LiveKit Inference supports all of the default "Cartesia Voices" available in the Cartesia API. You can explore the available voices in the [Cartesia voice library](https://play.cartesia.ai/voices) (free account required), and use the voice by copying its ID into your LiveKit agent session.

> ℹ️ **Custom & community voices**
> 
> Pre-existing custom Cartesia voices are not available through LiveKit Inference. To use these, create your own Cartesia account and use the [Cartesia plugin](https://docs.livekit.io/agents/models/tts/cartesia.md#plugin). To create a new custom voice through LiveKit, see [Custom voices](https://docs.livekit.io/agents/models/tts/custom-voices.md).

The following is a small sample of the Cartesia voices available in LiveKit Inference.

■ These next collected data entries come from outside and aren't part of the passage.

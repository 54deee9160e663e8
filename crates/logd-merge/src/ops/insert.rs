// SPDX-License-Identifier: Apache-2.0
// © James Ross Ω FLYING•ROBOTS <https://github.com/flyingrobots>
//! `!insert(tag?)`: replace target with the patch child wholesale (spec.md §4.B).

use crate::MergeError;
use logd_node::{Node, Tag};

/// Replace `target` with this node's wrapped value. If the tag carries an
/// argument (`!insert(foo)`), the result is tagged `foo` instead of left
/// untagged.
pub fn patch(_target: &Node, patch_node: &Node) -> Result<Node, MergeError> {
    let inner = patch_node.without_tag();
    let Some(tag) = &patch_node.tag else {
        return Ok(inner);
    };
    let args = &tag.segments()[0].args;
    match args.first() {
        Some(result_tag) => Ok(inner.with_tag(Tag::single(result_tag.clone()))),
        None => Ok(inner),
    }
}

#[cfg(test)]
#[allow(clippy::unwrap_used, clippy::expect_used)]
mod tests {
    use super::*;
    use logd_node::Value;

    #[test]
    fn replaces_target_ignoring_its_value() {
        let target = Node::new(Value::Bool(true));
        let replacement = Node::new(Value::String("new".into())).with_tag(Tag::single("insert"));
        let result = patch(&target, &replacement).unwrap();
        assert_eq!(result, Node::new(Value::String("new".into())));
    }

    #[test]
    fn arg_sets_result_tag() {
        let target = Node::null();
        let replacement =
            Node::new(Value::Bool(false)).with_tag(Tag::new(vec![logd_node::TagSegment::with_args(
                "insert",
                vec!["flagged".into()],
            )])
            .unwrap());
        let result = patch(&target, &replacement).unwrap();
        assert_eq!(result.tag_head(), Some("flagged"));
    }
}
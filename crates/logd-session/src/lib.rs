// SPDX-License-Identifier: Apache-2.0
// © James Ross Ω FLYING•ROBOTS <https://github.com/flyingrobots>
//! Per-connection request loop (spec.md §4.E).
//!
//! A session runs three cooperating tasks over one connection: a reader
//! that decodes complete [`logd_proto::Envelope<Request>`] frames off a
//! streaming buffer, a dispatcher (run inline in the reader task, per
//! spec.md §4.E "The dispatcher runs synchronously per request") that maps
//! each request to a handler, and a writer draining a bounded outbound
//! queue. Each active watch gets its own forwarder task.

use logd_node::KPath;
use logd_proto::{
    wire, DeleteScopeRequest, Envelope, ErrorCode, HelloRequest, MatchRequest, MatchResult,
    MigrationRequest, MigrationResult, NewTxRequest, NewTxResult, PatchRequest, PatchResult,
    Request, Response, SchemaRequest, SchemaResult, UnwatchRequest, WatchEventMessage,
    WatchRequest, WatchResult,
};
use logd_storage::{Storage, StorageError};
use logd_txn::{TxError, TxTable};
use logd_watch::{WatchHub, WatchId};
use std::collections::HashMap;
use std::sync::Arc;
use std::time::Duration;
use tokio::io::{AsyncRead, AsyncReadExt, AsyncWrite, AsyncWriteExt};
use tokio::sync::{mpsc, Mutex};
use tracing::warn;

/// Tuning knobs for one session (spec.md §5 "bounded outbound queue").
#[derive(Debug, Clone, Copy)]
pub struct SessionConfig {
    /// Largest frame body accepted from the client.
    pub max_payload: usize,
    /// Outbound queue depth (session writer, and each watch forwarder).
    pub outbound_buffer: usize,
}

impl Default for SessionConfig {
    fn default() -> Self {
        Self { max_payload: 8 * 1024 * 1024, outbound_buffer: 256 }
    }
}

/// The shared engine handles every session is built from (spec.md §2): the
/// storage engine, the transaction table, and the watch hub.
#[derive(Clone)]
pub struct Engine {
    /// Commit log, index, snapshots, schema.
    pub storage: Storage,
    /// The transient transaction table.
    pub txs: Arc<TxTable>,
    /// The watch hub.
    pub hub: WatchHub,
}

struct SessionState {
    watches: Mutex<HashMap<u64, tokio::task::JoinHandle<()>>>,
    /// Path/scope pairs this session currently watches, and the watch id
    /// each is registered under — used to reject a second `watch` on the
    /// same path/scope rather than silently registering a duplicate
    /// forwarder (spec.md §4.E "a session may not watch the same path
    /// twice").
    watched_paths: Mutex<HashMap<(KPath, Option<String>), u64>>,
    outbound: mpsc::Sender<Vec<u8>>,
}

/// Drive one connection to completion: run the reader/dispatcher loop until
/// the peer closes or sends something malformed, then tear down every
/// watch and forwarder task this session registered (spec.md §5 "Session
/// shutdown... all watches are unregistered").
pub async fn run_session<S>(stream: S, engine: Engine, config: SessionConfig)
where
    S: AsyncRead + AsyncWrite + Unpin + Send + 'static,
{
    let (mut reader, mut writer) = tokio::io::split(stream);
    let (outbound_tx, mut outbound_rx) = mpsc::channel::<Vec<u8>>(config.outbound_buffer);

    let writer_task = tokio::spawn(async move {
        while let Some(frame) = outbound_rx.recv().await {
            if writer.write_all(&frame).await.is_err() {
                break;
            }
        }
    });

    let state = Arc::new(SessionState {
        watches: Mutex::new(HashMap::new()),
        watched_paths: Mutex::new(HashMap::new()),
        outbound: outbound_tx,
    });

    let mut acc: Vec<u8> = Vec::with_capacity(64 * 1024);
    let mut read_buf = vec![0u8; 16 * 1024];
    'read: loop {
        let n = match reader.read(&mut read_buf).await {
            Ok(0) | Err(_) => break 'read,
            Ok(n) => n,
        };
        acc.extend_from_slice(&read_buf[..n]);

        if acc.len() >= 4 {
            let declared_len = u32::from_be_bytes([acc[0], acc[1], acc[2], acc[3]]) as usize;
            if declared_len > config.max_payload {
                warn!("frame declares a body larger than max payload, dropping connection");
                break 'read;
            }
        }

        loop {
            match wire::decode::<Envelope<Request>>(&acc) {
                Ok((envelope, consumed)) => {
                    acc.drain(..consumed);
                    handle_envelope(envelope, &engine, &state, &config).await;
                }
                Err(wire::FrameError::IncompleteLength | wire::FrameError::IncompleteBody) => break,
                Err(err) => {
                    warn!(?err, "failed to decode request frame, dropping connection");
                    break 'read;
                }
            }
        }
    }

    let mut watches = state.watches.lock().await;
    for (id, handle) in watches.drain() {
        handle.abort();
        engine.hub.unregister(WatchId::from_u64(id));
    }
    drop(watches);
    writer_task.abort();
}

async fn send(state: &SessionState, id: Option<String>, body: Response) {
    let envelope = Envelope { id, body };
    if let Ok(frame) = wire::encode(&envelope) {
        let _ = state.outbound.send(frame).await;
    }
}

async fn handle_envelope(envelope: Envelope<Request>, engine: &Engine, state: &Arc<SessionState>, config: &SessionConfig) {
    let id = envelope.id;
    let response = match envelope.body {
        Request::Hello(req) => handle_hello(req),
        Request::Match(req) => handle_match(&engine.storage, req),
        Request::Patch(req) => handle_patch(engine, req).await,
        Request::NewTx(req) => handle_new_tx(engine, req),
        Request::Watch(req) => handle_watch(engine, state, req, config).await,
        Request::Unwatch(req) => handle_unwatch(engine, state, req).await,
        Request::DeleteScope(req) => handle_delete_scope(&engine.storage, req),
        Request::Schema(req) => handle_schema(&engine.storage, req),
        Request::Migration(req) => handle_migration(&engine.storage, req),
    };
    send(state, id, response).await;
}

fn handle_hello(_req: HelloRequest) -> Response {
    Response::Hello
}

fn handle_match(storage: &Storage, req: MatchRequest) -> Response {
    let commit = req.at_commit.unwrap_or_else(|| storage.current_commit());
    match storage.read_state_at(&req.path, commit, req.scope.as_deref()) {
        Ok(state) => {
            let matched = match &req.match_doc {
                Some(doc) => match logd_merge::match_doc(&state, doc) {
                    Ok(m) => Some(m),
                    Err(err) => return error_response(ErrorCode::InvalidDiff, err.to_string()),
                },
                None => None,
            };
            Response::Match(MatchResult { state, matched })
        }
        Err(err) => error_response(storage_error_code(&err), err.to_string()),
    }
}

async fn handle_patch(engine: &Engine, req: PatchRequest) -> Response {
    let tx = match req.tx {
        Some(id) => match engine.txs.get(id) {
            Ok(tx) => tx,
            Err(_) => return error_response(ErrorCode::TxNotFound, "unknown transaction".to_string()),
        },
        None => engine.txs.new_tx(1, req.scope.clone(), None),
    };
    let patcher = match tx.new_patcher(req.scope.as_deref(), req.path, req.patch, req.match_doc) {
        Ok(p) => p,
        Err(TxError::ScopeMismatch) => return error_response(ErrorCode::TxScopeMismatch, "scope mismatch".to_string()),
        Err(err) => return error_response(ErrorCode::InvalidTx, err.to_string()),
    };
    match patcher.commit(&engine.storage).await {
        Ok(result) => Response::Patch(PatchResult {
            committed: result.committed,
            matched: result.matched,
            commit: result.commit,
            data: result.data,
        }),
        Err(TxError::Timeout) => error_response(ErrorCode::Timeout, "transaction timed out".to_string()),
        Err(err) => error_response(ErrorCode::InvalidTx, err.to_string()),
    }
}

fn handle_new_tx(engine: &Engine, req: NewTxRequest) -> Response {
    let timeout = req.timeout_ms.map(Duration::from_millis);
    let tx = engine.txs.new_tx(req.expected_participants, req.scope, timeout);
    Response::NewTx(NewTxResult { tx: tx.id() })
}

async fn handle_watch(engine: &Engine, state: &Arc<SessionState>, req: WatchRequest, config: &SessionConfig) -> Response {
    let key = (req.path.clone(), req.scope.clone());
    {
        let mut watched_paths = state.watched_paths.lock().await;
        if watched_paths.contains_key(&key) {
            return error_response(ErrorCode::AlreadyWatching, "already watching this path".to_string());
        }
        watched_paths.insert(key.clone(), 0);
    }

    let (watch_id, mut rx) = engine.hub.register(req.path.clone(), req.scope.clone(), config.outbound_buffer);
    state.watched_paths.lock().await.insert(key, watch_id.as_u64());
    let frontier = engine.storage.current_commit();

    if !req.no_init {
        match engine.storage.read_state_at(&req.path, frontier, req.scope.as_deref()) {
            Ok(initial) => {
                send(
                    state,
                    None,
                    Response::Event(WatchEventMessage {
                        watch_id: watch_id.as_u64(),
                        commit: frontier,
                        path: req.path.clone(),
                        state: Some(initial),
                        patch: None,
                        replay_complete: None,
                    }),
                )
                .await;
            }
            Err(err) => {
                engine.hub.unregister(watch_id);
                state.watched_paths.lock().await.remove(&(req.path.clone(), req.scope.clone()));
                return error_response(storage_error_code(&err), err.to_string());
            }
        }
    }

    let replay = match req.since_commit {
        Some(since) => engine.storage.read_patches_in_range(&req.path, since, frontier, req.scope.as_deref()),
        None => Ok(Vec::new()),
    };
    match replay {
        Ok(patches) => {
            for (commit, patch) in patches {
                send(
                    state,
                    None,
                    Response::Event(WatchEventMessage {
                        watch_id: watch_id.as_u64(),
                        commit,
                        path: req.path.clone(),
                        state: None,
                        patch: Some(patch),
                        replay_complete: None,
                    }),
                )
                .await;
            }
        }
        Err(err) => {
            engine.hub.unregister(watch_id);
            state.watched_paths.lock().await.remove(&(req.path.clone(), req.scope.clone()));
            return error_response(ErrorCode::ReplayFailed, err.to_string());
        }
    }
    send(
        state,
        None,
        Response::Event(WatchEventMessage {
            watch_id: watch_id.as_u64(),
            commit: frontier,
            path: req.path.clone(),
            state: None,
            patch: None,
            replay_complete: Some(true),
        }),
    )
    .await;

    let forward_state = state.clone();
    let watch_path = req.path.clone();
    let handle = tokio::spawn(async move {
        while let Some(event) = rx.recv().await {
            if event.commit <= frontier {
                continue;
            }
            send(
                &forward_state,
                None,
                Response::Event(WatchEventMessage {
                    watch_id: watch_id.as_u64(),
                    commit: event.commit,
                    path: watch_path.clone(),
                    state: None,
                    patch: event.patch,
                    replay_complete: None,
                }),
            )
            .await;
        }
    });
    state.watches.lock().await.insert(watch_id.as_u64(), handle);
    Response::Watch(WatchResult { watch_id: watch_id.as_u64() })
}

async fn handle_unwatch(engine: &Engine, state: &Arc<SessionState>, req: UnwatchRequest) -> Response {
    let mut watches = state.watches.lock().await;
    match watches.remove(&req.watch_id) {
        Some(handle) => {
            handle.abort();
            engine.hub.unregister(WatchId::from_u64(req.watch_id));
            state.watched_paths.lock().await.retain(|_, id| *id != req.watch_id);
            Response::Unwatch
        }
        None => error_response(ErrorCode::NotWatching, "not watching".to_string()),
    }
}

fn handle_delete_scope(storage: &Storage, req: DeleteScopeRequest) -> Response {
    match storage.delete_scope(&req.scope) {
        Ok(()) => Response::DeleteScope,
        Err(err) => error_response(storage_error_code(&err), err.to_string()),
    }
}

fn handle_schema(storage: &Storage, req: SchemaRequest) -> Response {
    let active = storage.get_active_schema();
    let pending = if req.include_pending { storage.get_pending_schema().map(|p| p.schema) } else { None };
    Response::Schema(SchemaResult { active: active.schema, active_commit: active.commit, pending })
}

fn handle_migration(storage: &Storage, req: MigrationRequest) -> Response {
    match req {
        MigrationRequest::Start { schema } => match storage.start_migration(schema) {
            Ok(()) => Response::Migration(MigrationResult { commit: Some(storage.current_commit()) }),
            Err(err) => error_response(storage_error_code(&err), err.to_string()),
        },
        MigrationRequest::Patch { path, node } => match storage.migration_patch(path, node) {
            Ok(commit) => Response::Migration(MigrationResult { commit: Some(commit) }),
            Err(err) => error_response(storage_error_code(&err), err.to_string()),
        },
        MigrationRequest::Complete => match storage.complete_migration() {
            Ok(()) => Response::Migration(MigrationResult { commit: None }),
            Err(err) => error_response(storage_error_code(&err), err.to_string()),
        },
        MigrationRequest::Abort => match storage.abort_migration() {
            Ok(()) => Response::Migration(MigrationResult { commit: None }),
            Err(err) => error_response(storage_error_code(&err), err.to_string()),
        },
    }
}

fn error_response(code: ErrorCode, message: String) -> Response {
    Response::Error { code, message }
}

fn storage_error_code(err: &StorageError) -> ErrorCode {
    match err {
        StorageError::CommitNotFound(_) => ErrorCode::CommitNotFound,
        StorageError::ScopeNotFound(_) => ErrorCode::ScopeNotFound,
        StorageError::SnapshotInProgress => ErrorCode::StorageError,
        StorageError::Merge(_) => ErrorCode::InvalidDiff,
        StorageError::Snapshot(_) => ErrorCode::StorageError,
        StorageError::Schema(schema_err) => match schema_err {
            logd_storage::SchemaError::MigrationInProgress => ErrorCode::MigrationInProgress,
            logd_storage::SchemaError::NoMigrationInProgress => ErrorCode::NoMigrationInProgress,
            logd_storage::SchemaError::NoPendingMigration => ErrorCode::NoPendingMigration,
        },
        StorageError::TypeConflict => ErrorCode::InvalidDiff,
    }
}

| Provider | Name | Description | Language | ID |
| -------- | ---- | ----------- | -------- | -------- |
| Cartesia | Blake | Energetic American adult male | `en-US` | `cartesia/sonic-3:a167e0f3-df7e-4d52-a9c3-f949145efdab` |
| Cartesia | Daniela | Calm and trusting Mexican female | `es-MX` | `cartesia/sonic-3:5c5ad5e7-1020-476b-8b91-fdcbe9cc313c` |
| Cartesia | Jacqueline | Confident, young American adult female | `en-US` | `cartesia/sonic-3:9626c31c-bec5-4cca-baa8-f8ba9e84c8bc` |
| Cartesia | Robyn | Neutral, mature Australian female | `en-AU` | `cartesia/sonic-3:f31cc6a7-c1e8-4764-980c-60a361443dd1` |

### String descriptors

As a shortcut, you can also pass a descriptor with the [model ID](#inference) and voice directly to the `tts` argument in your `AgentSession`:

**Python**:

```python
from livekit.agents import AgentSession

session = AgentSession(
    tts="cartesia/sonic-3:9626c31c-bec5-4cca-baa8-f8ba9e84c8bc",
    # ... llm, stt, vad, turn_handling, etc.
)

```

---

**Node.js**:

```typescript
import { AgentSession } from '@livekit/agents';

session = new AgentSession({
    tts: "cartesia/sonic-3:9626c31c-bec5-4cca-baa8-f8ba9e84c8bc",
    // ... llm, stt, vad, turnHandling, etc.
});

```

## Plugin

LiveKit's plugin support for Cartesia lets you connect directly to Cartesia's TTS API with your own API key.

Available in:
- [x] Node.js
- [x] Python

### Installation

Install the plugin from PyPI:

**Python**:

```shell
uv add "livekit-agents[cartesia]~=1.5"

```

---

**Node.js**:

```shell
pnpm add @livekit/agents-plugin-cartesia@1.x

```

### Authentication

The Cartesia plugin requires a [Cartesia API key](https://play.cartesia.ai/keys).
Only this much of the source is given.